> Exercise material:
// SPDX-License-Identifier: MPL-2.0
// This Source Code Form is subject to the terms of the Mozilla Public
// License, v. 2.0. If a copy of the MPL was not distributed with this
// file, You can obtain one at https://mozilla.org/MPL/2.0/.

//! Callback storage and dispatch for snapshot subscriptions.
//!
//! - [`SubscriptionId`] - Unique identifier for unsubscribing
//! - [`CallbackRegistry`] - Registry for storing and dispatching callbacks

use std::collections::BTreeMap;
use std::sync::Arc;
use std::sync::atomic::{AtomicU64, Ordering};

use parking_lot::RwLock;

use crate::protocol::Endpoint;
use crate::state::{DeviceState, FetchFailure};

/// Unique identifier for a subscription.
///
/// Returned when registering a callback; pass it back to unsubscribe.
/// IDs are never reused within a registry.
#[derive(Debug, Clone, Copy, PartialEq, Eq, PartialOrd, Ord, Hash)]
pub struct SubscriptionId(u64);

impl SubscriptionId {
    #[must_use]
    pub(crate) fn new(id: u64) -> Self {
        Self(id)
    }

    /// Returns the raw ID value.
    #[must_use]
    pub fn value(&self) -> u64 {
        self.0
    }
}

impl std::fmt::Display for SubscriptionId {
    fn fmt(&self, f: &mut std::fmt::Formatter<'_>) -> std::fmt::Result {
        write!(f, "Sub({})", self.0)
    }
}

type SnapshotCallback = Arc<dyn Fn(&DeviceState) + Send + Sync>;

type FailureCallback = Arc<dyn Fn(Endpoint, &FetchFailure) + Send + Sync>;

/// Registry of snapshot and failure callbacks.
///
/// Callbacks run synchronously on the publishing task, in registration
/// order. The registry lock is released before any callback runs, so a
/// callback may itself subscribe or unsubscribe.
pub struct CallbackRegistry {
    next_id: AtomicU64,
    snapshot_callbacks: RwLock<BTreeMap<SubscriptionId, SnapshotCallback>>,
    failure_callbacks: RwLock<BTreeMap<SubscriptionId, FailureCallback>>,
}

impl CallbackRegistry {
    /// Creates an empty registry.
    #[must_use]
    pub fn new() -> Self {
        Self {
            next_id: AtomicU64::new(1),
            snapshot_callbacks: RwLock::new(BTreeMap::new()),
            failure_callbacks: RwLock::new(BTreeMap::new()),
        }
    }

    fn next_id(&self) -> SubscriptionId {
        SubscriptionId::new(self.next_id.fetch_add(1, Ordering::Relaxed))
    }

    /// Registers a callback invoked with every published snapshot.
    pub fn on_snapshot<F>(&self, callback: F) -> SubscriptionId
    where
        F: Fn(&DeviceState) + Send + Sync + 'static,
    {
        let id = self.next_id();
        self.snapshot_callbacks.write().insert(id, Arc::new(callback));
        id
    }

    /// Registers a callback invoked whenever a fetch fails.
    ///
    /// The callback receives the endpoint that failed and the recorded
    /// failure.
    pub fn on_fetch_failed<F>(&self, callback: F) -> SubscriptionId
    where
        F: Fn(Endpoint, &FetchFailure) + Send + Sync + 'static,
    {
        let id = self.next_id();
        self.failure_callbacks.write().insert(id, Arc::new(callback));
        id
    }

    /// Unregisters a callback by its subscription ID.
    ///
    /// Returns `true` if a callback was found and removed.
    pub fn unsubscribe(&self, id: SubscriptionId) -> bool {
        self.snapshot_callbacks.write().remove(&id).is_some()
            || self.failure_callbacks.write().remove(&id).is_some()
    }

    /// Clears all callbacks.
    pub fn clear(&self) {
        self.snapshot_callbacks.write().clear();
        self.failure_callbacks.write().clear();
    }

    /// Delivers a snapshot to every snapshot callback.
    pub fn dispatch(&self, state: &DeviceState) {
        let callbacks: Vec<SnapshotCallback> =
            self.snapshot_callbacks.read().values().cloned().collect();
        for callback in callbacks {
            callback(state);
        }
    }

    /// Delivers a fetch failure to every failure callback.
    pub fn dispatch_failure(&self, endpoint: Endpoint, failure: &FetchFailure) {
        let callbacks: Vec<FailureCallback> =
            self.failure_callbacks.read().values().cloned().collect();
        for callback in callbacks {
            callback(endpoint, failure);
        }
    }

    /// Returns the total number of registered callbacks.
    #[must_use]
    pub fn callback_count(&self) -> usize {
        self.snapshot_callbacks.read().len() + self.failure_callbacks.read().len()
    }

    /// Returns `true` if no callbacks are registered.
    #[must_use]
    pub fn is_empty(&self) -> bool {
        self.callback_count() == 0
    }
}

impl Default for CallbackRegistry {
    fn default() -> Self {
        Self::new()
    }
}

impl std::fmt::Debug for CallbackRegistry {
    fn fmt(&self, f: &mut std::fmt::Formatter<'_>) -> std::fmt::Result {
        f.debug_struct("CallbackRegistry")
            .field("snapshot_callbacks", &self.snapshot_callbacks.read().len())
            .field("failure_callbacks", &self.failure_callbacks.read().len())
            .finish_non_exhaustive()
    }
}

> Problem to solve:
In the listing above, the lines from the one containing "the Mozilla Public" through the one containing "back to unsubscribe." must be set down exactly, with no other lines.

> Expected answer:
// This Source Code Form is subject to the terms of the Mozilla Public
// License, v. 2.0. If a copy of the MPL was not distributed with this
// file, You can obtain one at https://mozilla.org/MPL/2.0/.

//! Callback storage and dispatch for snapshot subscriptions.
//!
//! - [`SubscriptionId`] - Unique identifier for unsubscribing
//! - [`CallbackRegistry`] - Registry for storing and dispatching callbacks

use std::collections::BTreeMap;
use std::sync::Arc;
use std::sync::atomic::{AtomicU64, Ordering};

use parking_lot::RwLock;

use crate::protocol::Endpoint;
use crate::state::{DeviceState, FetchFailure};

/// Unique identifier for a subscription.
///
/// Returned when registering a callback; pass it back to unsubscribe.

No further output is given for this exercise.